1971 British comedy film by Bob Kellett

Up the Chastity Belt (US title: Naughty Knights; also known as The Chastity Belt) is a 1971 British comedy film directed by Bob Kellett and starring Frankie Howerd. It was written by Sid Colin, Ray Galton and Alan Simpson.

It was the second of three film spin-offs from the TV series Up Pompeii! (1969–1970), the first being Up Pompeii (1971), and the third Up the Front (1972).

==Plot==
Eleanor of Aquitaine gives birth to twin sons, Lurkalot first and then Richard. But the nobles, led by Sir Braggart de Bombast, abduct baby Lurkalot and abandon him in a forest to die. He is raised by a family of pigs who belong to Sir Coward de Custard who takes him in as a serf. By way of remittance, Lurkalot aids his master by selling love potions and chastity belts as well as some unusual inventions in the local village, as Sir Coward is not a particularly successful noble. Lurkalot is also visited by strange "voices" in the middle of the night who speak to him and try to tell him who he really is, but get drowned out by events like lightning.

All grown up, Richard is bored of ruling England and decides to go on a crusade. Meanwhile, Sir Braggart de Bombast wants to acquire Sir Coward's lands and daughter for himself and makes him an offer. Sir Coward refuses but invites Sir Braggart and his followers to a banquet so as not to offend them, but refuses to toast Prince John. Offended, Sir Braggart challenges Sir Coward to a duel, with Lady Lobelia as the prize. Lurkalot, although not a knight, takes up the challenge as the "Man with no name" and defeats Sir Braggart's champion, Sir Grumbell de Grunt, with the aid of a giant magnet. Realising that the rules of chivalry have not been met, Sir Braggart declares the duel void and declares war. Lurkalot and Lady Lobelia flee to his workshop where to protect his master's daughter, he locks her up with a chastity belt.

Sir Coward responds to the challenge by running away to join the crusades, whilst Lurkalot, encouraged by his voices, goes to find both him and Richard the Lionheart. Once in the Holy Land, he discovers that the "crusades" are actually a Bacchanalian orgy, an excuse to leave the wives and families for a few years. Saladin is actually a friend of a crusader and started everything. Richard will not leave the Holy Land, as he is with Scheherazade and insists on trying every position in the Kama Sutra. Lurkalot's voices provide inspiration, and he takes all the unused weaponry and fashions them into chastity belts. He then brings feminism to Saladin's women, who go on strike, and Richard is forced to return home.

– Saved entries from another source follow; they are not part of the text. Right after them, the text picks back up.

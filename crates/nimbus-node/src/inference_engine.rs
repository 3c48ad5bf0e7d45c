// Copyright 2025 Neuraville Inc.
// SPDX-License-Identifier: Apache-2.0

//! Accelerator wrapper
//!
//! The completion signal belongs to the engine: the interrupt handler it
//! installs sets an atomic flag, and only [`InferenceEngine::await_completion`]
//! reads it. Scores can only be unloaded with the [`InferenceDone`] token
//! that call returns.

use std::sync::atomic::{AtomicBool, Ordering};
use std::sync::Arc;

use nimbus_hal::{AcceleratorClock, CnnAccelerator, PowerManager};
use nimbus_neural::{FeatureTensor, ScoreVector};
use tracing::{debug, trace};

use crate::error::{NodeError, Result};
use crate::model::AcceleratorShape;

/// An inference has been started and not yet awaited
#[derive(Debug)]
#[must_use = "a started inference must be awaited"]
pub struct InferenceRunning {
    _private: (),
}

/// The completion interrupt for the last started inference has fired
#[derive(Debug)]
#[must_use = "a finished inference should be unloaded"]
pub struct InferenceDone {
    _private: (),
}

/// CNN accelerator plus its completion signal
pub struct InferenceEngine<A: CnnAccelerator> {
    accelerator: A,
    completion: Arc<AtomicBool>,
    clock: AcceleratorClock,
    divider: u8,
}

impl<A: CnnAccelerator> InferenceEngine<A> {
    pub fn new(accelerator: A, clock: AcceleratorClock, divider: u8) -> Self {
        Self {
            accelerator,
            completion: Arc::new(AtomicBool::new(false)),
            clock,
            divider,
        }
    }

    /// Power the accelerator, load the network and install the interrupt
    /// handler. Runs once at boot.
    pub fn bring_up(&mut self) -> Result<()> {
        let accelerator = &mut self.accelerator;
        accelerator
            .enable(self.clock, self.divider)
            .map_err(NodeError::accelerator)?;
        accelerator.init().map_err(NodeError::accelerator)?;
        accelerator.load_weights().map_err(NodeError::accelerator)?;
        accelerator.load_bias().map_err(NodeError::accelerator)?;
        accelerator.configure().map_err(NodeError::accelerator)?;

        let flag = Arc::clone(&self.completion);
        accelerator.set_completion_handler(Arc::new(move || flag.store(true, Ordering::Release)));

        debug!(
            target: "nimbus-node",
            "accelerator {} ready ({} input words, {} outputs)",
            accelerator.name(),
            accelerator.input_words(),
            accelerator.output_len()
        );
        Ok(())
    }

    pub fn shape(&self) -> AcceleratorShape {
        AcceleratorShape {
            input_words: self.accelerator.input_words(),
            output_len: self.accelerator.output_len(),
        }
    }

    pub fn accelerator(&self) -> &A {
        &self.accelerator
    }

    /// Push the tensor through the input FIFO, one word at a time
    pub fn load_input(&mut self, tensor: &FeatureTensor) {
        let mut stalls = 0u32;
        for word in tensor.words() {
            while self.accelerator.input_fifo_full() {
                stalls += 1;
                std::hint::spin_loop();
            }
            self.accelerator.write_input(word);
        }
        trace!(
            target: "nimbus-node",
            "loaded {} input words ({} FIFO stalls)",
            tensor.word_count(),
            stalls
        );
    }

    /// Start inference on the loaded input. Returns immediately.
    pub fn start(&mut self) -> InferenceRunning {
        self.completion.store(false, Ordering::Release);
        self.accelerator.start();
        InferenceRunning { _private: () }
    }

    /// Sleep until the completion interrupt has fired. No timeout.
    pub fn await_completion<P: PowerManager>(
        &self,
        running: InferenceRunning,
        power: &P,
    ) -> InferenceDone {
        let InferenceRunning { .. } = running;
        while !self.completion.load(Ordering::Acquire) {
            power.wait_for_interrupt();
        }
        InferenceDone { _private: () }
    }

    /// Copy out the class scores and stop the accelerator clock
    pub fn unload<const N: usize>(&mut self, done: InferenceDone, scores: &mut ScoreVector<N>) {
        let InferenceDone { .. } = done;
        self.accelerator.unload(scores.as_mut_slice());
        self.accelerator.stop();
    }
}

#[cfg(test)]
mod tests {
    use std::time::Duration;

    use super::*;
    use nimbus_hal::sim::{SimBoard, SimConfig, SimModel, TraceEvent};

    fn board(latency: Duration) -> (nimbus_hal::Peripherals<SimBoard>, nimbus_hal::sim::SimHandles) {
        SimBoard::build(SimConfig {
            model: SimModel::fixed(40, vec![1 << 14, 2 << 14, 3 << 14, 4 << 14]),
            inference_latency: latency,
            ..SimConfig::default()
        })
    }

    #[test]
    fn test_full_inference_round() {
        let (p, handles) = board(Duration::from_millis(5));
        let mut engine = InferenceEngine::new(p.accelerator, AcceleratorClock::Pclk, 1);
        engine.bring_up().unwrap();
        assert_eq!(
            engine.shape(),
            AcceleratorShape {
                input_words: 40,
                output_len: 4
            }
        );

        let tensor = FeatureTensor::PackedRgb((0..40).collect());
        engine.load_input(&tensor);
        let running = engine.start();
        let done = engine.await_completion(running, &p.platform);

        let mut scores = ScoreVector::<4>::default();
        engine.unload(done, &mut scores);
        assert_eq!(scores.0, [1 << 14, 2 << 14, 3 << 14, 4 << 14]);

        let events = handles.trace.snapshot();
        assert!(events.contains(&TraceEvent::AcceleratorStart { words: 40 }));
        assert!(events.contains(&TraceEvent::AcceleratorUnload { completed: true }));
    }

    #[test]
    fn test_await_blocks_until_completion_signal() {
        let latency = Duration::from_millis(30);
        let (p, handles) = board(latency);
        let mut engine = InferenceEngine::new(p.accelerator, AcceleratorClock::Pclk, 1);
        engine.bring_up().unwrap();

        engine.load_input(&FeatureTensor::PackedRgb(vec![0; 40]));
        let started = std::time::Instant::now();
        let running = engine.start();
        let done = engine.await_completion(running, &p.platform);
        handles.trace.marker("awaited");

        assert!(started.elapsed() >= latency);
        let events = handles.trace.snapshot();
        let complete = events.iter().position(|e| *e == TraceEvent::AcceleratorComplete);
        let awaited = events.iter().position(|e| *e == TraceEvent::Marker("awaited"));
        assert!(complete.is_some() && complete < awaited);

        let mut scores = ScoreVector::<4>::default();
        engine.unload(done, &mut scores);
    }

    #[test]
    fn test_bring_up_rejects_zero_divider() {
        let (p, _) = board(Duration::from_millis(1));
        let mut engine = InferenceEngine::new(p.accelerator, AcceleratorClock::Ipo, 0);
        assert!(matches!(engine.bring_up(), Err(NodeError::Accelerator(_))));
    }
}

In Germany, Richard meets a local woman and decides to stay with her. He casually tosses Lurkalot the crown and says that if he looks like him, he can be him. Lurkalot returns home and attempts to rally the people, but he is recognised as Lurkalot and is accused of witchcraft following his earlier escape from the castle where he used his flying machine. After being ducked, he is sentenced to death by burning, but is rescued by Robin Hood. They plan an attack on Sir Braggart and are joined by Sir Coward, who is fed up with being bullied and fortified by smoking from a hookah pipe. Meanwhile, Richard has had to flee to England following an ignoble episode with his German woman and returns to Lurkalot's village, where he is captured by people mistaking him for Lurkalot.

Sir Coward feigns severe illness to get himself and Lurkalot into the castle, where they are incarcerated. He suffers withdrawal symptoms from the loss of his hookah and Lurkalot offers to make him a remedy based on sulphur and charcoal, but spills in saltpetre by accident. He mixes it together, but Sir Coward, who hates taking medicine, throws it in the direction of a fire, where it ignites and blows open the door. Lurkalot calls his new invention "gone powder" and they use it to open the castle gate so Robin Hood can attack. Meanwhile, Sir Braggart duels Lurkalot and reveals that he must be Richard's twin brother. The two battle all over the castle, and he is eventually forced to flee in disgrace. Richard then resumes his rule and everything is right in the land. He agrees to marry Lady Lobelia and makes Lurkalot a knight, but Lurkalot gets Lady Lobelia whilst Richard returns to Scheherazade.

==Production==
The film had investment from the Robert Stigwood Organisation. The initial treatment was done by Sid Cole. The writer of the TV series, Talbot Rothwell, was busy on Carry On films so the script was done by Galton and Simpson, who were clients of Beryl Vertue.

Frankie Howerd was on a percentage of the profits. He later wrote he "wasn’t all that happy with" the film despite its eventual financial success. He said the problem came when producer Ned Sherrin told him the film was running short so Galton and Simpson wrote extra material which turned out not to be needed. "The problem of editing these miles of film down to just an hour and a half of screen time enevitably resulted in a bit of a hodge podge", wrote Howerd.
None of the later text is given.